Le commerce agricole équitable «représente toutefois moins de 0,1% des échanges commerciaux physiques de produits agricoles dans le monde: il ne peut servir de standard», écrit le Seco dans un tiré à part de la revue «La Vie économique».
Notes d’espoir
Une des notes d’espoir de la Conférence est venue de Ousseini Salifou, commissaire en charge de l’agriculture, de l’environnement et des ressources en eau de la Communauté des Etats d’Afrique de l’Ouest (CEDEAO). «Douze pays sur les quinze qui forment la Communauté se sont dotés de plans d’actions détaillés», a-t-il expliqué.
Le but de ce «cadre fédérateur pour toutes les initiatives en matière agricole» est de réduire la dépendance aux marchés mondiaux. «L’agriculture occupe 65% des actifs, mais la pauvreté touche plus de 30% de nos populations», a affirmé le commissaire, originaire du Niger.
«L’espoir est permis, a insisté Ousseini Salifou, car seuls 10% des terres irrigables sont aujourd’hui mises en valeur. «Nous avons d’énormes marges de productivité non encore exploitées.» Ousseini Salifou a appelé la Suisse à soutenir cette initiative et à signer le Pacte sur le financement de la politique agricole régionale de l’Afrique de l’Ouest adopté en novembre 2009.
Ariane Gigon, swissinfo.ch, Bâle
Plus d’un milliard de personnes souffrent de la faim dans le monde, soit 1 être humain sur 6.

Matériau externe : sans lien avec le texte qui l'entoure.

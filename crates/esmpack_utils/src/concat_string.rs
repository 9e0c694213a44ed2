/// Concatenates string-like values into a `String`.
///
/// ```ignore
/// let name = concat_string!("exports", "_", "default");
/// ```
#[macro_export]
macro_rules! concat_string {
  () => { String::new() };
  ($($s:expr),+ $(,)?) => {{
    let mut buf = String::new();
    $(buf.push_str(::core::convert::AsRef::<str>::as_ref(&$s));)+
    buf
  }};
}

#[test]
fn test_concat_string() {
  let owned = String::from("b");
  assert_eq!(concat_string!("a", owned, "c"), "abc");
  assert_eq!(concat_string!("n", itoa::Buffer::new().format(12_u32)), "n12");
  assert_eq!(concat_string!(), "");
}
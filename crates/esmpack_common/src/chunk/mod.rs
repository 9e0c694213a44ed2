mod chunk_graph;

use esmpack_utils::{indexmap::FxIndexSet, rstr::Rstr};

use crate::{ChunkIdx, ModuleIdx, RuntimeSpec};

pub use self::chunk_graph::ChunkGraph;

#[derive(Debug, Default)]
pub struct Chunk {
  pub idx: ChunkIdx,
  pub name: Option<Rstr>,
  pub runtime: RuntimeSpec,
  /// Module whose exports become the chunk's export surface.
  pub entry_module: Option<ModuleIdx>,
  pub modules: FxIndexSet<ModuleIdx>,
}

impl Chunk {
  pub fn new(idx: ChunkIdx, name: Option<Rstr>, runtime: RuntimeSpec) -> Self {
    Self { idx, name, runtime, entry_module: None, modules: FxIndexSet::default() }
  }
}
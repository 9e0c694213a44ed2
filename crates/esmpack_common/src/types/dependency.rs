use std::fmt::Display;

use esmpack_utils::rstr::Rstr;
use oxc::span::Span;

use crate::DependencyIdx;

/// What a dependency edge means for the module that emits it.
#[derive(Debug, Clone, PartialEq, Eq)]
pub enum DependencyKind {
  /// `import { a } from './a'` or `import './a'`
  Import,
  /// `import('./a')`
  DynamicImport,
  /// `import('./a')` that is emitted as written instead of going through the chunk loading runtime.
  RawDynamicImport,
  /// `export { local as exported }`
  ExportSpecifier { local: Rstr, exported: Rstr },
  /// `export { imported as exported } from './a'`. `ids` is empty for `export * as exported`.
  ExportImportedSpecifier { ids: Vec<Rstr>, exported: Rstr },
  /// `export * from './a'`
  ExportStar,
  /// Zero-width marker sitting at the start of an `export * from` statement. It keeps the
  /// statement's own text out of the output.
  ExportHeaderMarker,
  /// `import('./a')` after it was pointed at an external request. It is rendered as a literal
  /// `import("<target_request>")` and has no connection in the module graph.
  ExternalImport { target_request: Rstr },
}

/// Fieldless mirror of [`DependencyKind`], used as the key of dependency template tables.
#[derive(Debug, Clone, Copy, PartialEq, Eq, Hash)]
pub enum DependencyType {
  Import,
  DynamicImport,
  RawDynamicImport,
  ExportSpecifier,
  ExportImportedSpecifier,
  ExportStar,
  ExportHeaderMarker,
  ExternalImport,
}

impl Display for DependencyType {
  fn fmt(&self, f: &mut std::fmt::Formatter<'_>) -> std::fmt::Result {
    match self {
      Self::Import => write!(f, "harmony side effect evaluation"),
      Self::DynamicImport => write!(f, "import()"),
      Self::RawDynamicImport => write!(f, "import() raw"),
      Self::ExportSpecifier => write!(f, "harmony export specifier"),
      Self::ExportImportedSpecifier => write!(f, "harmony export imported specifier"),
      Self::ExportStar => write!(f, "harmony export star"),
      Self::ExportHeaderMarker => write!(f, "harmony export header"),
      Self::ExternalImport => write!(f, "external module import"),
    }
  }
}

#[derive(Debug, Clone)]
pub struct Dependency {
  /// `./lib.js` in `import { foo } from './lib.js';`
  pub request: Rstr,
  /// Position of the statement or expression in the owning module's source.
  pub range: Span,
  pub kind: DependencyKind,
}

impl Dependency {
  pub fn new(request: impl Into<Rstr>, range: Span, kind: DependencyKind) -> Self {
    Self { request: request.into(), range, kind }
  }

  pub fn external_import(request: Rstr, target_request: Rstr, range: Span) -> Self {
    Self { request, range, kind: DependencyKind::ExternalImport { target_request } }
  }

  pub fn dependency_type(&self) -> DependencyType {
    match &self.kind {
      DependencyKind::Import => DependencyType::Import,
      DependencyKind::DynamicImport => DependencyType::DynamicImport,
      DependencyKind::RawDynamicImport => DependencyType::RawDynamicImport,
      DependencyKind::ExportSpecifier { .. } => DependencyType::ExportSpecifier,
      DependencyKind::ExportImportedSpecifier { .. } => DependencyType::ExportImportedSpecifier,
      DependencyKind::ExportStar => DependencyType::ExportStar,
      DependencyKind::ExportHeaderMarker => DependencyType::ExportHeaderMarker,
      DependencyKind::ExternalImport { .. } => DependencyType::ExternalImport,
    }
  }

  /// Static ESM edges. Between two modules of one concatenation these are inlined away.
  pub fn is_harmony_import(&self) -> bool {
    matches!(
      self.kind,
      DependencyKind::Import
        | DependencyKind::ExportImportedSpecifier { .. }
        | DependencyKind::ExportStar
    )
  }

  pub fn is_dynamic_import(&self) -> bool {
    matches!(self.kind, DependencyKind::DynamicImport | DependencyKind::RawDynamicImport)
  }

  pub fn is_export_star(&self) -> bool {
    matches!(self.kind, DependencyKind::ExportStar)
  }

}

/// A nested group of dependencies, e.g. the site of a dynamic `import()`.
#[derive(Debug, Default, Clone)]
pub struct DependencyBlock {
  pub chunk_name: Option<Rstr>,
  pub dependencies: Vec<DependencyIdx>,
  pub blocks: Vec<DependencyBlock>,
}

impl DependencyBlock {
  pub fn new(dependencies: Vec<DependencyIdx>) -> Self {
    Self { chunk_name: None, dependencies, blocks: vec![] }
  }

  /// Visits every dependency of this block and its nested blocks, depth first.
  pub fn all_dependencies(&self) -> Vec<DependencyIdx> {
    let mut ret = self.dependencies.clone();
    for block in &self.blocks {
      ret.extend(block.all_dependencies());
    }
    ret
  }

  pub fn for_each_block_mut(&mut self, f: &mut impl FnMut(&mut DependencyBlock)) {
    f(self);
    for block in &mut self.blocks {
      block.for_each_block_mut(f);
    }
  }
}
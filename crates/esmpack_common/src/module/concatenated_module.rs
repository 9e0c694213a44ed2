use esmpack_utils::indexmap::FxIndexSet;
use rustc_hash::FxHashSet;

use crate::{BuildInfo, BuildMeta, DependencyBlock, DependencyIdx, ModuleId, ModuleIdx, RuntimeSpec};

/// The merge of a root module and the modules inlined into it.
#[derive(Debug)]
pub struct ConcatenatedModule {
  pub idx: ModuleIdx,
  pub id: ModuleId,
  pub root: ModuleIdx,
  /// Members in concatenation order, root included.
  pub modules: FxIndexSet<ModuleIdx>,
  pub runtime: RuntimeSpec,
  pub dependencies: Vec<DependencyIdx>,
  /// Static imports between two members. Their statements disappear from the rendered body.
  pub inlined_dependencies: FxHashSet<DependencyIdx>,
  pub blocks: Vec<DependencyBlock>,
  pub build_meta: BuildMeta,
  pub build_info: BuildInfo,
  pub built: bool,
}

impl ConcatenatedModule {
  pub fn create(
    idx: ModuleIdx,
    root_id: &ModuleId,
    root: ModuleIdx,
    modules: FxIndexSet<ModuleIdx>,
    runtime: RuntimeSpec,
  ) -> Self {
    let id = ModuleId::new(format!("{root_id}|concatenated({})|{runtime}", modules.len()));
    Self {
      idx,
      id,
      root,
      modules,
      runtime,
      dependencies: vec![],
      inlined_dependencies: FxHashSet::default(),
      blocks: vec![],
      build_meta: BuildMeta::default(),
      build_info: BuildInfo::default(),
      built: false,
    }
  }

  pub fn contains(&self, module: ModuleIdx) -> bool {
    self.modules.contains(&module)
  }

  pub fn is_inlined(&self, dependency: DependencyIdx) -> bool {
    self.inlined_dependencies.contains(&dependency)
  }
}
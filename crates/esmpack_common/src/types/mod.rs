pub mod build_meta;
pub mod dependency;
pub mod exports_info;
pub mod module_id;
pub mod module_table;
pub mod raw_idx;
pub mod runtime_spec;
pub mod source_joiner;
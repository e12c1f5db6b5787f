//! Where card faces come from.
//!
//! - `ImageSource`: the one-call seam the game depends on
//! - `HttpImageSource`: GET against a character listing, reads `results[].image`
//! - `StaticImageSource`: fixed pool, for tests and offline play

pub mod http;
pub mod source;

pub use http::{parse_character_page, HttpImageSource};
pub use source::{ImageSource, StaticImageSource, PLACEHOLDER_BASE};
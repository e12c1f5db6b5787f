//! Game control: selections, pair resolution, round lifecycle.
//!
//! ## Flow
//!
//! 1. Presentation calls `GameController::start` with the fetched pool
//! 2. Each click becomes `select_card(index)`
//! 3. A second card resolves the pair and yields a `ClearTicket`
//! 4. After the reveal delay the presentation calls `clear_selection(ticket)`
//! 5. When the last pair matches the phase becomes Ended; `restart` deals again
//!
//! The reveal delay is owned by the presentation. A ticket from before a
//! restart is rejected, so a late timer can never touch a newer round.

pub mod controller;
pub mod outcome;
pub mod view;

pub use controller::{GameController, LoadStatus};
pub use outcome::{ClearTicket, IgnoreReason, SelectOutcome};
pub use view::{CardView, GameView, ERROR_MESSAGE, LOADING_MESSAGE};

80% des personnes sous-alimentées sont des petits paysans, des travailleurs ruraux, des éleveurs et des pêcheurs. 20% sont des citadins.
Le premier des Objectifs du Millénaire pour le développement est la réduction du nombre de personnes sous-alimentées de moitié d’ici 2015. Il ne sera probablement pas atteint partout.
L’aide à l’agriculture a pourtant subi un brusque recul dans le total de l’aide au développement, passant de 17%, en 1983, à 3% en 2007, soit moins de quatre milliards de dollars US.
La Direction du développement et de la coopération (DDC) a consacré l’an dernier 221 millions de francs à la sécurité alimentaire, soit:
– 108 millions de francs à des mesures bilatérales (projets de la DDC, soutien aux œuvres d’entraide).
– 55 millions de francs aux organisations multilatérales de développement,
– 45 millions au Programme alimentaire mondial,
– 13 millions à la recherche agricole internationale multilatérale.